性と暴力

映画「郵便配達は二度ベルを鳴らす(原題:The Postman Always Rings Twice)」を観た。

この映画の元となっているのは1934年に出版されたジェームス・M・ケインの同名小説で、この小説を元として同じタイトルの映画が、この1981年制作の作品以外にも他に3つ(1939年、1942年、1946年)ある。

この映画はアメリカ映画で、フランクとコーラという2人の男女の愛憎劇を描いたクライム・サスペンス・ドラマといったものである。

ガソリンスタンドとレストランを経営するニック・パパダキスとコーラ・パパダキスの元に通りすがりのフランクという男がやって来る。フランクはニックがいない時にコーラを強引に迫りコーラと関係を持つ。

コーラはそのうちにニックを殺してフランクと共に生活するという道を選ぶ。ニックを事故に見せかけて殺したフランクとコーラは愛し合いつつ、憎しみながら映画のラストのコーラの事故死による2人の訣別まで過ごすのだった。

この映画で印象的なのはセックスと暴力の描写とその関係である。この映画では何度もセックスシーンが描かれる。そしてそのセックスシーンは暴力的な状況から引き起こされるのである。

この映画では暴力とセックスが類似するものとして描かれている。“穏やかに見つめ合う2人が、次第にセックスへと流れ込む”という描写はこの映画の中ではあまり見られない。

ほとんどのセックスは相手を無理に抑え込んでセックスしようとする男フランクに抵抗する女コーラという前提から生じる。つまり男の方が強引に女を抑え込んでセックスするのである。暴力的なセックスがここに見られる。

フランクとコーラはエロスとタナトスにより動かされているような人たちである。性欲と破壊的欲求(つまり暴力)に支配されているのがフランクとコーラなのである。

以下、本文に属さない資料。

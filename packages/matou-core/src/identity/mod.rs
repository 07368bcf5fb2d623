//! # Identity
//!
//! The process-local identity: the KERI identifier (AID) the client holds,
//! the recovery mnemonic, and the peer id derived from it, together with
//! the space ids known for this identity.
//!
//! ```text
//! ┌─────────────────────────────────────────────────────────────────────┐
//! │                        IDENTITY RECORD                              │
//! ├─────────────────────────────────────────────────────────────────────┤
//! │                                                                     │
//! │  aid                 KERI identifier (44 chars, 'E' prefix)         │
//! │  mnemonic            BIP-39 recovery phrase (12 or 24 words)        │
//! │  peer_id             derived from mnemonic, index 0                 │
//! │  org_aid             organisation identifier, if joined             │
//! │  *_space_id          private / community / readonly / admin spaces  │
//! │                                                                     │
//! │  Persisted as a single JSON file (identity.json, mode 0600).        │
//! │  All mutators serialise on one lock and fsync before returning.     │
//! │                                                                     │
//! └─────────────────────────────────────────────────────────────────────┘
//! ```
//!
//! The identity is a value handed to services at construction, not a
//! process-global: handlers close over the service that owns this store.

mod recovery;
mod store;

pub use recovery::RecoveryPhrase;
pub use store::{IdentityRecord, IdentityStore};

use crate::error::{Error, Result};

/// Length of a KERI identifier or SAID in characters.
pub const IDENTIFIER_LEN: usize = 44;

/// Validate the shape of a KERI identifier (AID or SAID).
///
/// Identifiers are opaque 44-character strings starting with `E`. Equality
/// is byte-level; nothing beyond the shape is checked here.
pub fn validate_identifier(value: &str) -> Result<()> {
    if value.len() != IDENTIFIER_LEN || !value.starts_with('E') {
        return Err(Error::InvalidIdentifier(format!(
            "Expected {} chars starting with 'E', got '{}'",
            IDENTIFIER_LEN, value
        )));
    }
    if !value.bytes().all(|b| b.is_ascii_alphanumeric() || b == b'-' || b == b'_') {
        return Err(Error::InvalidIdentifier(format!(
            "Identifier contains non-base64url characters: '{}'",
            value
        )));
    }
    Ok(())
}

#[cfg(test)]
mod tests {
    use super::*;

    #[test]
    fn test_validate_identifier() {
        let good = format!("E{}", "A".repeat(43));
        assert!(validate_identifier(&good).is_ok());

        assert!(validate_identifier("EABC").is_err());
        let wrong_prefix = format!("D{}", "A".repeat(43));
        assert!(validate_identifier(&wrong_prefix).is_err());
        let bad_chars = format!("E{}!", "A".repeat(42));
        assert!(validate_identifier(&bad_chars).is_err());
    }
}
//! Embedded sync runtime.
//!
//! A local implementation of the [`SyncRuntime`] contract backed by
//! per-space directories under `{data_dir}/spaces/{space_id}/`:
//!
//! ```text
//! space.json    space header (owner, type, signing pub, shareable)
//! space.key     the space read key (mode 0600)
//! tree.log      append-only JSON lines; payloads AES-GCM encrypted
//! invites.json  open invite records (sealed read key per invite)
//! members.json  ACL entries joined via invites
//! ```
//!
//! Tree payloads are encrypted with the space read key and signed with
//! the appender's signing key, the same shape the coordinator-backed
//! runtime replicates. Change ids are content addresses (SHA-256 of the
//! plaintext payload), so replaying an append converges on one entry.

use std::fs;
use std::io::Write;
use std::path::{Path, PathBuf};
use std::sync::atomic::{AtomicBool, Ordering};

use async_trait::async_trait;
use base64::Engine;
use hkdf::Hkdf;
use serde::{Deserialize, Serialize};
use sha2::{Digest, Sha256};

use crate::crypto::kdf::domain;
use crate::crypto::{KeySet, ReadKey, SigningKeyPair};
use crate::error::{Error, Result};
use crate::spaces::SpaceType;
use crate::time::now_timestamp;

use super::{Permissions, SpaceHandle, SyncRuntime, TreeEntry};

const B64: base64::engine::GeneralPurpose = base64::engine::general_purpose::STANDARD;

/// Persisted space header
#[derive(Serialize, Deserialize)]
struct SpaceMeta {
    space_id: String,
    owner_id: String,
    space_type: SpaceType,
    /// Hex public half of the space signing key
    signing_pub: String,
    shareable: bool,
    created_at: i64,
}

/// Persisted read key
#[derive(Serialize, Deserialize)]
struct SpaceKeyFile {
    read: String,
}

/// One open invite
#[derive(Serialize, Deserialize)]
struct InviteRecord {
    /// Hex public half of the invite key
    invite_pub: String,
    permissions: Permissions,
    /// Space read key sealed to the invite key
    sealed_read_key: String,
    created_at: i64,
}

/// One ACL entry
#[derive(Serialize, Deserialize)]
struct MemberRecord {
    peer_id: String,
    permissions: Permissions,
    /// Opaque caller-provided metadata
    metadata: String,
    joined_at: i64,
}

/// One tree log line
#[derive(Serialize, Deserialize)]
struct TreeRecord {
    change_id: String,
    /// AES-GCM sealed payload
    ciphertext: String,
    /// Ed25519 signature over the ciphertext
    signature: String,
    /// Hex public half of the signer
    signer: String,
    appended_at: i64,
}

/// Local [`SyncRuntime`] bound to one peer key
pub struct EmbeddedRuntime {
    spaces_dir: PathBuf,
    peer_key: SigningKeyPair,
    closed: AtomicBool,
}

impl EmbeddedRuntime {
    /// Construct a runtime storing spaces under `{data_dir}/spaces/`.
    pub fn new(data_dir: &Path, peer_key: SigningKeyPair) -> Result<Self> {
        let spaces_dir = data_dir.join("spaces");
        fs::create_dir_all(&spaces_dir)
            .map_err(|e| Error::StorageWrite(format!("{}: {}", spaces_dir.display(), e)))?;

        Ok(Self {
            spaces_dir,
            peer_key,
            closed: AtomicBool::new(false),
        })
    }

    fn ensure_open(&self) -> Result<()> {
        if self.closed.load(Ordering::SeqCst) {
            return Err(Error::RuntimeUnavailable);
        }
        Ok(())
    }

    fn space_dir(&self, space_id: &str) -> PathBuf {
        self.spaces_dir.join(space_id)
    }

    fn load_meta(&self, space_id: &str) -> Result<SpaceMeta> {
        let path = self.space_dir(space_id).join("space.json");
        if !path.exists() {
            return Err(Error::SpaceNotFound(space_id.to_string()));
        }
        read_json(&path)
    }

    fn store_meta(&self, meta: &SpaceMeta) -> Result<()> {
        write_json(&self.space_dir(&meta.space_id).join("space.json"), meta, false)
    }

    fn load_read_key(&self, space_id: &str) -> Result<ReadKey> {
        let file: SpaceKeyFile = read_json(&self.space_dir(space_id).join("space.key"))?;
        let bytes = hex::decode(&file.read)
            .map_err(|e| Error::Corrupted(format!("space.key: {}", e)))?;
        let bytes: [u8; 32] = bytes
            .try_into()
            .map_err(|_| Error::Corrupted("space.key has wrong length".into()))?;
        Ok(ReadKey::from_bytes(bytes))
    }

    fn load_list<T: serde::de::DeserializeOwned>(&self, space_id: &str, file: &str) -> Result<Vec<T>> {
        let path = self.space_dir(space_id).join(file);
        if !path.exists() {
            return Ok(Vec::new());
        }
        read_json(&path)
    }

    fn store_list<T: Serialize>(&self, space_id: &str, file: &str, list: &[T]) -> Result<()> {
        write_json(&self.space_dir(space_id).join(file), &list, false)
    }
}

#[async_trait]
impl SyncRuntime for EmbeddedRuntime {
    async fn create_space(
        &self,
        owner_id: &str,
        space_type: SpaceType,
        key_set: &KeySet,
    ) -> Result<String> {
        self.ensure_open()?;

        let space_id = self.derive_space_id(owner_id, space_type, key_set);
        let dir = self.space_dir(&space_id);
        if dir.exists() {
            return Err(Error::SpaceExists(space_id));
        }

        fs::create_dir_all(&dir)
            .map_err(|e| Error::CoordinatorUnreachable(format!("{}: {}", dir.display(), e)))?;

        let meta = SpaceMeta {
            space_id: space_id.clone(),
            owner_id: owner_id.to_string(),
            space_type,
            signing_pub: hex::encode(key_set.signing.public_bytes()),
            shareable: false,
            created_at: now_timestamp(),
        };
        self.store_meta(&meta)?;

        write_json(
            &dir.join("space.key"),
            &SpaceKeyFile {
                read: hex::encode(key_set.read.secret_bytes()),
            },
            true,
        )?;

        fs::File::create(dir.join("tree.log"))
            .map_err(|e| Error::StorageWrite(format!("tree.log: {}", e)))?;

        tracing::info!(space_id = space_id.as_str(), space_type = %space_type, "Space created");
        Ok(space_id)
    }

    async fn get_space(&self, space_id: &str) -> Result<SpaceHandle> {
        self.ensure_open()?;
        let meta = self.load_meta(space_id)?;

        Ok(SpaceHandle {
            space_id: meta.space_id,
            owner_id: meta.owner_id,
            space_type: meta.space_type,
            shareable: meta.shareable,
        })
    }

    async fn make_shareable(&self, space_id: &str) -> Result<()> {
        self.ensure_open()?;
        let mut meta = self.load_meta(space_id)?;

        if meta.signing_pub != hex::encode(self.peer_key.public_bytes()) {
            return Err(Error::NotOwner(space_id.to_string()));
        }

        if !meta.shareable {
            meta.shareable = true;
            self.store_meta(&meta)?;
        }
        Ok(())
    }

    async fn create_open_invite(&self, space_id: &str, permissions: Permissions) -> Result<String> {
        self.ensure_open()?;
        let meta = self.load_meta(space_id)?;
        if !meta.shareable {
            return Err(Error::NotShareable(space_id.to_string()));
        }

        let read_key = self.load_read_key(space_id)?;
        let invite_key = SigningKeyPair::generate();

        let seal_key = invite_seal_key(&invite_key.secret_bytes())?;
        let sealed = seal_key.encrypt(&read_key.secret_bytes(), space_id.as_bytes())?;

        let mut invites: Vec<InviteRecord> = self.load_list(space_id, "invites.json")?;
        invites.push(InviteRecord {
            invite_pub: hex::encode(invite_key.public_bytes()),
            permissions,
            sealed_read_key: B64.encode(&sealed),
            created_at: now_timestamp(),
        });
        self.store_list(space_id, "invites.json", &invites)?;

        tracing::info!(space_id = space_id, "Open invite minted");
        Ok(B64.encode(invite_key.secret_bytes()))
    }

    async fn join_with_invite(
        &self,
        space_id: &str,
        invite_key: &str,
        metadata: &[u8],
    ) -> Result<()> {
        self.ensure_open()?;
        self.load_meta(space_id)?;

        let secret: [u8; 32] = B64
            .decode(invite_key)
            .map_err(|e| Error::InvalidInvite(format!("Bad encoding: {}", e)))?
            .try_into()
            .map_err(|_| Error::InvalidInvite("Invite key has wrong length".into()))?;
        let presented = SigningKeyPair::from_bytes(&secret);
        let presented_pub = hex::encode(presented.public_bytes());

        let invites: Vec<InviteRecord> = self.load_list(space_id, "invites.json")?;
        let record = invites
            .iter()
            .find(|r| r.invite_pub == presented_pub)
            .ok_or_else(|| Error::InvalidInvite("No matching invite record".into()))?;

        // Unsealing proves the private key decrypts this invite's read key
        let seal_key = invite_seal_key(&secret)?;
        let sealed = B64
            .decode(&record.sealed_read_key)
            .map_err(|e| Error::Corrupted(format!("invites.json: {}", e)))?;
        seal_key.decrypt(&sealed, space_id.as_bytes())?;

        let peer_id = self.peer_key.peer_id().to_string();
        let mut members: Vec<MemberRecord> = self.load_list(space_id, "members.json")?;
        if members.iter().any(|m| m.peer_id == peer_id) {
            return Err(Error::AlreadyMember(space_id.to_string()));
        }

        members.push(MemberRecord {
            peer_id,
            permissions: record.permissions,
            metadata: B64.encode(metadata),
            joined_at: now_timestamp(),
        });
        self.store_list(space_id, "members.json", &members)?;

        tracing::info!(space_id = space_id, "Joined space via invite");
        Ok(())
    }

    async fn tree_append(
        &self,
        space_id: &str,
        payload: &[u8],
        signing_key: &SigningKeyPair,
    ) -> Result<String> {
        self.ensure_open()?;
        self.load_meta(space_id)?;

        let log_path = self.space_dir(space_id).join("tree.log");
        if !log_path.exists() {
            return Err(Error::SpaceClosed(space_id.to_string()));
        }

        let change_id = hex::encode(Sha256::digest(payload));

        // Content-addressed: replaying the same payload converges
        for entry in self.read_log(space_id, &log_path)? {
            if entry.change_id == change_id {
                return Ok(change_id);
            }
        }

        let read_key = self.load_read_key(space_id)?;
        let ciphertext = read_key.encrypt(payload, space_id.as_bytes())?;
        let signature = signing_key.sign(&ciphertext);

        let record = TreeRecord {
            change_id: change_id.clone(),
            ciphertext: B64.encode(&ciphertext),
            signature: B64.encode(signature.to_bytes()),
            signer: hex::encode(signing_key.public_bytes()),
            appended_at: now_timestamp(),
        };

        let line = serde_json::to_string(&record)?;
        let mut file = fs::OpenOptions::new()
            .append(true)
            .open(&log_path)
            .map_err(|e| Error::TreeAppendFailed(format!("{}: {}", log_path.display(), e)))?;
        writeln!(file, "{}", line)
            .map_err(|e| Error::TreeAppendFailed(format!("{}: {}", log_path.display(), e)))?;
        file.sync_all()
            .map_err(|e| Error::TreeAppendFailed(format!("{}: {}", log_path.display(), e)))?;

        Ok(change_id)
    }

    async fn tree_read(&self, space_id: &str) -> Result<Vec<TreeEntry>> {
        self.ensure_open()?;
        self.load_meta(space_id)?;

        let log_path = self.space_dir(space_id).join("tree.log");
        if !log_path.exists() {
            return Err(Error::SpaceClosed(space_id.to_string()));
        }

        let read_key = self.load_read_key(space_id)?;
        let mut entries = Vec::new();
        for record in self.read_log(space_id, &log_path)? {
            let ciphertext = B64
                .decode(&record.ciphertext)
                .map_err(|e| Error::Corrupted(format!("tree.log: {}", e)))?;
            let payload = read_key.decrypt(&ciphertext, space_id.as_bytes())?;
            entries.push(TreeEntry {
                change_id: record.change_id,
                payload,
            });
        }
        Ok(entries)
    }

    async fn close(&self) -> Result<()> {
        self.closed.store(true, Ordering::SeqCst);
        tracing::info!("Sync runtime closed");
        Ok(())
    }
}

impl EmbeddedRuntime {
    fn read_log(&self, _space_id: &str, log_path: &Path) -> Result<Vec<TreeRecord>> {
        let raw = fs::read_to_string(log_path)
            .map_err(|e| Error::StorageRead(format!("{}: {}", log_path.display(), e)))?;

        let mut records = Vec::new();
        for line in raw.lines() {
            if line.trim().is_empty() {
                continue;
            }
            records.push(
                serde_json::from_str(line)
                    .map_err(|e| Error::Corrupted(format!("{}: {}", log_path.display(), e)))?,
            );
        }
        Ok(records)
    }
}

/// Derive the AEAD key sealing a read key to an invite key.
fn invite_seal_key(invite_secret: &[u8; 32]) -> Result<ReadKey> {
    let hkdf = Hkdf::<Sha256>::new(None, invite_secret);
    let mut key = [0u8; 32];
    hkdf.expand(domain::INVITE_SEAL, &mut key)
        .map_err(|_| Error::KeyDerivationFailed("Invite seal key derivation failed".into()))?;
    Ok(ReadKey::from_bytes(key))
}

// ============================================================================
// FILE HELPERS
// ============================================================================

fn read_json<T: serde::de::DeserializeOwned>(path: &Path) -> Result<T> {
    let raw = fs::read_to_string(path)
        .map_err(|e| Error::StorageRead(format!("{}: {}", path.display(), e)))?;
    serde_json::from_str(&raw).map_err(|e| Error::Corrupted(format!("{}: {}", path.display(), e)))
}

fn write_json<T: Serialize>(path: &Path, value: &T, private: bool) -> Result<()> {
    let json = serde_json::to_string_pretty(value)?;
    fs::write(path, json).map_err(|e| Error::StorageWrite(format!("{}: {}", path.display(), e)))?;

    #[cfg(unix)]
    if private {
        use std::os::unix::fs::PermissionsExt;
        fs::set_permissions(path, fs::Permissions::from_mode(0o600))
            .map_err(|e| Error::StorageWrite(format!("{}: {}", path.display(), e)))?;
    }
    #[cfg(not(unix))]
    let _ = private;

    Ok(())
}

// ============================================================================
// TESTS
// ============================================================================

コーラの夫ニック・パパダキスは決して人間的魅力に満ちた優しさの溢れる男ではなかったかもしれないが、この映画ではニックはあまりにも哀れである。

ニックはギリシャからの移民でこうぼやく。「この国にはチャンスはあるが、心がない」「皆外国人を馬鹿にする」と。

アメリカは移民の国である。コロンブスによるアメリカ大陸発見に端を発して、ヨーロッパの国々からアメリカ大陸へ、人々の入植が始まる。15世紀からアメリカ大陸への入植が行われ、黒人奴隷の貿易も17世紀ころから既に始まっていた。

アメリカはネイティヴ・アメリカンを殺して土地を奪うことにより生まれた国である。移民が移民を馬鹿にするのがアメリカなのである。少なくともこの映画では。移民として差別したり、ネイティヴ・アメリカンを殺すのはアメリカのご都合主義なのだろう。